1. ## General solutions.

The question is to find the general solution for the first line of the following picture:

My method is included in that to but it differs from the book answer. One of the biggest problems is that I have two answers and they only have one!

I figured that the second solution must be included in the first, but for my solutions this doesn't happen.

Can anyone point out what i'm doing wrong?

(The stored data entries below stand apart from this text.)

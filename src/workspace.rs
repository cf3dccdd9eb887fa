use crate::config::ImportConfig;
use crate::error::ImportError;
use crate::exam::{process_exam, ExamImportSummary};
use crate::roster::{update_students, RosterOutcome};
use crate::store::{ExamStore, StudentStore, EXAMS_DIR, STUDENTS_FILE};
use std::path::{Path, PathBuf};

/// A data directory holding `students.json`, `exams/` and an optional
/// `examd.json` config.
#[derive(Debug, Clone)]
pub struct Workspace {
    root: PathBuf,
    config: ImportConfig,
}

impl Workspace {
    /// Opens `root` with the config found in it (or defaults).
    pub fn open(root: &Path) -> Result<Self, ImportError> {
        let config = ImportConfig::load_from_dir(root)?;
        Self::open_with_config(root, config)
    }

    /// Creates the data and exams directories if they do not exist yet.
    pub fn open_with_config(root: &Path, config: ImportConfig) -> Result<Self, ImportError> {
        config.validate()?;
        let exams = root.join(EXAMS_DIR);
        std::fs::create_dir_all(&exams).map_err(|e| ImportError::io(&exams, e))?;
        tracing::info!(workspace = %root.display(), "workspace opened");
        Ok(Self {
            root: root.to_path_buf(),
            config,
        })
    }

    pub fn root(&self) -> &Path {
        &self.root
    }

    pub fn config(&self) -> &ImportConfig {
        &self.config
    }

    pub fn students(&self) -> StudentStore {
        StudentStore::new(self.root.join(STUDENTS_FILE))
    }

    pub fn exams(&self) -> ExamStore {
        ExamStore::new(self.root.join(EXAMS_DIR))
    }

    pub fn import_roster(&self, roster_csv: &Path) -> Result<RosterOutcome, ImportError> {
        update_students(roster_csv, &self.students(), &self.config)
    }

    pub fn import_exam(
        &self,
        exam_csv: &Path,
        exam_name: &str,
    ) -> Result<ExamImportSummary, ImportError> {
        process_exam(
            exam_csv,
            exam_name,
            &self.exams(),
            &self.students(),
            &self.config,
        )
    }
}
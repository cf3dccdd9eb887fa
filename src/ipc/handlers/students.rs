use crate::ipc::helpers::{get_required_path, require_workspace, respond, Failure};
use crate::ipc::types::{AppState, Request};
use crate::roster::RosterOutcome;
use serde_json::json;

fn students_import(state: &AppState, req: &Request) -> Result<serde_json::Value, Failure> {
    let ws = require_workspace(state)?;
    let csv_path = get_required_path(&req.params, "csvPath")?;
    let outcome = ws.import_roster(&csv_path)?;
    let ids = match &outcome {
        RosterOutcome::Unchanged => Vec::new(),
        RosterOutcome::Added { ids } => ids.clone(),
    };
    Ok(json!({
        "added": outcome.added_count(),
        "ids": ids,
    }))
}

fn students_list(state: &AppState) -> Result<serde_json::Value, Failure> {
    let ws = require_workspace(state)?;
    let students = ws.students().load_or_default()?;
    Ok(json!({ "students": students }))
}

pub fn try_handle(state: &mut AppState, req: &Request) -> Option<serde_json::Value> {
    match req.method.as_str() {
        "students.import" => Some(respond(req, students_import(state, req))),
        "students.list" => Some(respond(req, students_list(state))),
        _ => None,
    }
}
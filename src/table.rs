use crate::error::ImportError;
use std::path::{Path, PathBuf};

/// A fully read CSV file: header names plus string cells per row.
#[derive(Debug, Clone)]
pub struct Table {
    pub path: PathBuf,
    pub headers: Vec<String>,
    pub rows: Vec<Vec<String>>,
}

pub fn read_table(path: &Path) -> Result<Table, ImportError> {
    if !path.is_file() {
        return Err(ImportError::MissingInput {
            path: path.to_path_buf(),
        });
    }
    let csv_err = |source: csv::Error| ImportError::Csv {
        path: path.to_path_buf(),
        source,
    };

    let mut rdr = csv::ReaderBuilder::new()
        .has_headers(true)
        .trim(csv::Trim::All)
        .from_path(path)
        .map_err(csv_err)?;

    let headers = rdr
        .headers()
        .map_err(csv_err)?
        .iter()
        .map(|h| h.trim_start_matches('\u{feff}').to_string())
        .collect::<Vec<_>>();

    let mut rows = Vec::new();
    for record in rdr.records() {
        let record = record.map_err(csv_err)?;
        rows.push(record.iter().map(|s| s.to_string()).collect());
    }

    tracing::debug!(path = %path.display(), columns = headers.len(), rows = rows.len(), "read csv");
    Ok(Table {
        path: path.to_path_buf(),
        headers,
        rows,
    })
}

impl Table {
    pub fn column(&self, name: &str) -> Option<usize> {
        self.headers.iter().position(|h| h == name)
    }

    pub fn require_column(&self, name: &str) -> Result<usize, ImportError> {
        self.column(name).ok_or_else(|| ImportError::MissingColumn {
            path: self.path.clone(),
            column: name.to_string(),
        })
    }

    /// 1-based line number of a data row, counting the header line.
    pub fn line_of(row_index: usize) -> usize {
        row_index + 2
    }
}

#[cfg(test)]
mod tests {
    use super::*;

    #[test]
    fn reads_headers_and_trimmed_cells() {
        let dir = tempfile::tempdir().expect("tempdir");
        let p = dir.path().join("roster.csv");
        std::fs::write(&p, "id,name\n1, Asha \n2,\"Lee, Sam\"\n").expect("write");

        let t = read_table(&p).expect("read");
        assert_eq!(t.headers, vec!["id", "name"]);
        assert_eq!(t.rows, vec![vec!["1", "Asha"], vec!["2", "Lee, Sam"]]);
        assert_eq!(t.require_column("name").expect("name"), 1);
        assert!(matches!(
            t.require_column("email"),
            Err(ImportError::MissingColumn { .. })
        ));
    }

    #[test]
    fn missing_file_is_missing_input() {
        let err = read_table(Path::new("/definitely/not/here.csv")).expect_err("missing");
        assert!(matches!(err, ImportError::MissingInput { .. }));
    }

    #[test]
    fn ragged_rows_are_rejected() {
        let dir = tempfile::tempdir().expect("tempdir");
        let p = dir.path().join("ragged.csv");
        std::fs::write(&p, "id,name\n1,A,extra\n").expect("write");
        assert!(matches!(read_table(&p), Err(ImportError::Csv { .. })));
    }
}
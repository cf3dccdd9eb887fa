pub mod core;
pub mod exams;
pub mod students;
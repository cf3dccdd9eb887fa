//! Whole-file JSON persistence for the roster and exam documents.
//!
//! Each store is a read-modify-write unit: callers `load`, mutate in memory,
//! and `save` once. Nothing is written until `save`, so a failed operation
//! leaves the file as it was.

use crate::error::ImportError;
use crate::model::{ExamDocument, Student};
use serde::de::DeserializeOwned;
use serde::Serialize;
use serde_json::ser::PrettyFormatter;
use std::path::{Path, PathBuf};

pub const STUDENTS_FILE: &str = "students.json";
pub const EXAMS_DIR: &str = "exams";

/// Parsed document at `path`, or `None` when the file does not exist.
pub fn load_json<T: DeserializeOwned>(path: &Path) -> Result<Option<T>, ImportError> {
    let bytes = match std::fs::read(path) {
        Ok(b) => b,
        Err(e) if e.kind() == std::io::ErrorKind::NotFound => return Ok(None),
        Err(e) => return Err(ImportError::io(path, e)),
    };
    let doc = serde_json::from_slice(&bytes).map_err(|source| ImportError::MalformedJson {
        path: path.to_path_buf(),
        source,
    })?;
    tracing::debug!(path = %path.display(), "loaded json document");
    Ok(Some(doc))
}

/// Overwrites `path` with `doc` as 4-space indented JSON.
pub fn save_json<T: Serialize>(doc: &T, path: &Path) -> Result<(), ImportError> {
    if let Some(parent) = path.parent() {
        if !parent.as_os_str().is_empty() {
            std::fs::create_dir_all(parent).map_err(|e| ImportError::io(parent, e))?;
        }
    }

    let mut buf = Vec::new();
    let formatter = PrettyFormatter::with_indent(b"    ");
    let mut ser = serde_json::Serializer::with_formatter(&mut buf, formatter);
    doc.serialize(&mut ser).map_err(|source| ImportError::Encode {
        path: path.to_path_buf(),
        source,
    })?;
    buf.push(b'\n');

    std::fs::write(path, &buf).map_err(|e| ImportError::io(path, e))?;
    tracing::debug!(path = %path.display(), bytes = buf.len(), "saved json document");
    Ok(())
}

#[derive(Debug, Clone)]
pub struct StudentStore {
    path: PathBuf,
}

impl StudentStore {
    pub fn new(path: impl Into<PathBuf>) -> Self {
        Self { path: path.into() }
    }

    pub fn path(&self) -> &Path {
        &self.path
    }

    pub fn load(&self) -> Result<Option<Vec<Student>>, ImportError> {
        load_json(&self.path)
    }

    pub fn load_or_default(&self) -> Result<Vec<Student>, ImportError> {
        Ok(self.load()?.unwrap_or_default())
    }

    pub fn save(&self, students: &[Student]) -> Result<(), ImportError> {
        save_json(&students, &self.path)
    }
}

/// Directory of `<examName>.json` documents.
#[derive(Debug, Clone)]
pub struct ExamStore {
    dir: PathBuf,
}

impl ExamStore {
    pub fn new(dir: impl Into<PathBuf>) -> Self {
        Self { dir: dir.into() }
    }

    pub fn path_for(&self, exam_name: &str) -> Result<PathBuf, ImportError> {
        let name = exam_name.trim();
        if name.is_empty() || name == "." || name == ".." || name.contains(['/', '\\']) {
            return Err(ImportError::InvalidExamName(exam_name.to_string()));
        }
        Ok(self.dir.join(format!("{name}.json")))
    }

    pub fn load(&self, exam_name: &str) -> Result<Option<ExamDocument>, ImportError> {
        load_json(&self.path_for(exam_name)?)
    }

    pub fn save(&self, exam_name: &str, doc: &ExamDocument) -> Result<PathBuf, ImportError> {
        let path = self.path_for(exam_name)?;
        save_json(doc, &path)?;
        Ok(path)
    }

    /// Exam names with a document on disk, sorted.
    pub fn list(&self) -> Result<Vec<String>, ImportError> {
        let entries = match std::fs::read_dir(&self.dir) {
            Ok(v) => v,
            Err(e) if e.kind() == std::io::ErrorKind::NotFound => return Ok(Vec::new()),
            Err(e) => return Err(ImportError::io(&self.dir, e)),
        };
        let mut names = Vec::new();
        for ent in entries {
            let p = ent.map_err(|e| ImportError::io(&self.dir, e))?.path();
            if !p.is_file() || p.extension().and_then(|s| s.to_str()) != Some("json") {
                continue;
            }
            if let Some(stem) = p.file_stem().and_then(|s| s.to_str()) {
                names.push(stem.to_string());
            }
        }
        names.sort();
        Ok(names)
    }
}

#[cfg(test)]
mod tests {
    use super::*;
    use crate::model::StudentId;

    #[test]
    fn load_missing_file_is_absent_not_error() {
        let dir = tempfile::tempdir().expect("tempdir");
        let loaded: Option<Vec<Student>> =
            load_json(&dir.path().join("nope.json")).expect("load");
        assert!(loaded.is_none());
    }

    #[test]
    fn load_malformed_json_is_fatal() {
        let dir = tempfile::tempdir().expect("tempdir");
        let p = dir.path().join("students.json");
        std::fs::write(&p, "[{\"id\": 1,").expect("write");
        let err = StudentStore::new(&p).load().expect_err("should fail");
        assert!(matches!(err, ImportError::MalformedJson { .. }));
    }

    #[test]
    fn save_uses_four_space_indent_and_creates_parent() {
        let dir = tempfile::tempdir().expect("tempdir");
        let store = StudentStore::new(dir.path().join("data").join(STUDENTS_FILE));
        store
            .save(&[Student::new(StudentId::Number(1), "A")])
            .expect("save");
        let text = std::fs::read_to_string(store.path()).expect("read");
        assert_eq!(text, "[\n    {\n        \"id\": 1,\n        \"name\": \"A\"\n    }\n]\n");
    }

    #[test]
    fn exam_names_cannot_escape_the_directory() {
        let store = ExamStore::new("exams");
        assert!(store.path_for("mock1").is_ok());
        for bad in ["", "  ", "..", "a/b", "a\\b"] {
            assert!(
                matches!(store.path_for(bad), Err(ImportError::InvalidExamName(_))),
                "{bad:?} accepted"
            );
        }
    }

    #[test]
    fn list_returns_sorted_exam_names() {
        let dir = tempfile::tempdir().expect("tempdir");
        let store = ExamStore::new(dir.path());
        for name in ["mock2", "mock1"] {
            store
                .save(name, &ExamDocument::new(name, Vec::new()))
                .expect("save");
        }
        std::fs::write(dir.path().join("notes.txt"), "x").expect("write");
        assert_eq!(store.list().expect("list"), vec!["mock1", "mock2"]);
        assert!(ExamStore::new(dir.path().join("missing"))
            .list()
            .expect("list missing")
            .is_empty());
    }
}
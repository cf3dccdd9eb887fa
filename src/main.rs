mod config;
mod error;
mod exam;
mod ipc;
mod model;
mod roster;
mod store;
mod table;
mod workspace;

use anyhow::Context;
use clap::{Parser, Subcommand};
use serde_json::json;
use std::io::{self, BufRead, Write};
use std::path::{Path, PathBuf};
use tracing_subscriber::EnvFilter;

#[derive(Parser)]
#[command(name = "examd", about = "Exam results ingestion sidecar", version)]
struct Cli {
    #[command(subcommand)]
    command: Option<Commands>,
}

#[derive(Subcommand)]
enum Commands {
    /// Answer JSON-lines requests on stdin (default)
    Serve,
    /// Merge a roster and/or exam CSVs into a data directory
    Import {
        /// Directory holding students.json and exams/
        #[arg(long, default_value = "data")]
        data_dir: PathBuf,
        /// Roster CSV with id,name columns
        #[arg(long)]
        students: Option<PathBuf>,
        /// Exam CSV as <csv>=<examName>; the name defaults to the file stem
        #[arg(long = "exam", value_parser = parse_exam_arg)]
        exams: Vec<ExamArg>,
        /// Config file used instead of <data-dir>/examd.json
        #[arg(long)]
        config: Option<PathBuf>,
    },
}

#[derive(Debug, Clone, PartialEq)]
struct ExamArg {
    csv: PathBuf,
    name: String,
}

fn parse_exam_arg(raw: &str) -> Result<ExamArg, String> {
    let (csv, name) = match raw.rsplit_once('=') {
        Some((csv, name)) => (PathBuf::from(csv), name.trim().to_string()),
        None => {
            let csv = PathBuf::from(raw);
            let stem = csv
                .file_stem()
                .and_then(|s| s.to_str())
                .unwrap_or_default()
                .to_string();
            (csv, stem)
        }
    };
    if name.is_empty() {
        return Err(format!("no exam name in {raw:?}"));
    }
    Ok(ExamArg { csv, name })
}

fn main() -> anyhow::Result<()> {
    // stdout is the response channel; logs go to stderr.
    tracing_subscriber::fmt()
        .with_env_filter(
            EnvFilter::try_from_default_env().unwrap_or_else(|_| EnvFilter::new("info")),
        )
        .with_writer(io::stderr)
        .init();

    let cli = Cli::parse();
    match cli.command.unwrap_or(Commands::Serve) {
        Commands::Serve => serve(),
        Commands::Import {
            data_dir,
            students,
            exams,
            config,
        } => run_import(data_dir, students, exams, config.as_deref()),
    }
}

fn serve() -> anyhow::Result<()> {
    let mut state = ipc::AppState::default();

    let stdin = io::stdin();
    let mut stdout = io::stdout();

    for line in stdin.lock().lines() {
        let line = match line {
            Ok(v) => v,
            Err(_) => break,
        };
        if line.trim().is_empty() {
            continue;
        }

        let req: ipc::Request = match serde_json::from_str(&line) {
            Ok(v) => v,
            Err(e) => {
                // Can't reply without id.
                let resp = ipc::err("", "bad_json", e.to_string(), None);
                writeln!(stdout, "{}", resp)?;
                stdout.flush()?;
                continue;
            }
        };

        let resp = ipc::handle_request(&mut state, req);
        writeln!(stdout, "{}", resp)?;
        stdout.flush()?;
    }
    Ok(())
}

fn run_import(
    data_dir: PathBuf,
    students: Option<PathBuf>,
    exams: Vec<ExamArg>,
    config_path: Option<&Path>,
) -> anyhow::Result<()> {
    let ws = match config_path {
        Some(path) => {
            let cfg = config::ImportConfig::load(path)
                .with_context(|| format!("failed to load config {}", path.display()))?;
            workspace::Workspace::open_with_config(&data_dir, cfg)?
        }
        None => workspace::Workspace::open(&data_dir)
            .with_context(|| format!("failed to open data dir {}", data_dir.display()))?,
    };

    let mut stdout = io::stdout();
    if let Some(csv) = students {
        let outcome = ws
            .import_roster(&csv)
            .with_context(|| format!("roster import from {} failed", csv.display()))?;
        writeln!(
            stdout,
            "{}",
            json!({ "op": "students", "added": outcome.added_count() })
        )?;
    }

    for exam in exams {
        let summary = ws
            .import_exam(&exam.csv, &exam.name)
            .with_context(|| format!("exam import from {} failed", exam.csv.display()))?;
        writeln!(stdout, "{}", json!({ "op": "exam", "summary": summary }))?;
    }
    Ok(())
}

2. Your answer is as correct as can be.Try taking LCM and you will get a factor as $4n+1$ and in the other you will get $4n+3$.By giving different integral values to $n$ you will find that they comprise of the same values as you will obtain when you will put them in $2n+1$

Another method can be
$\tan 5\theta=\cot 4\theta = \tan (\frac {\pi}{2}-4\theta)$

$5\theta=n\pi +\frac {\pi}{2}-4\theta$

$9\theta=n\pi +\frac{\pi}{2}$

$\theta=\frac{n\pi}{9} +\frac{\pi}{18}$

$\theta=(2n+1)\frac{\pi}{18}$

3. I sort-of-get what you've done, except the first line. Where does that come from?

I'll also try and get their answer from mine.

4. Originally Posted by Showcase_22
I sort-of-get what you've done, except the first line. Where does that come from?

I'll also try and get their answer from mine.
$\cot A = \tan \left( \frac{\pi}{2} - A\right)$.

The proof is simple:

RHS $= \tan \left( \frac{\pi}{2} - A\right) = \frac{\sin \left( \frac{\pi}{2} - A\right)}{\cos \left( \frac{\pi}{2} - A\right)} = \frac{\cos A}{\sin A} = \cot A =$ LHS.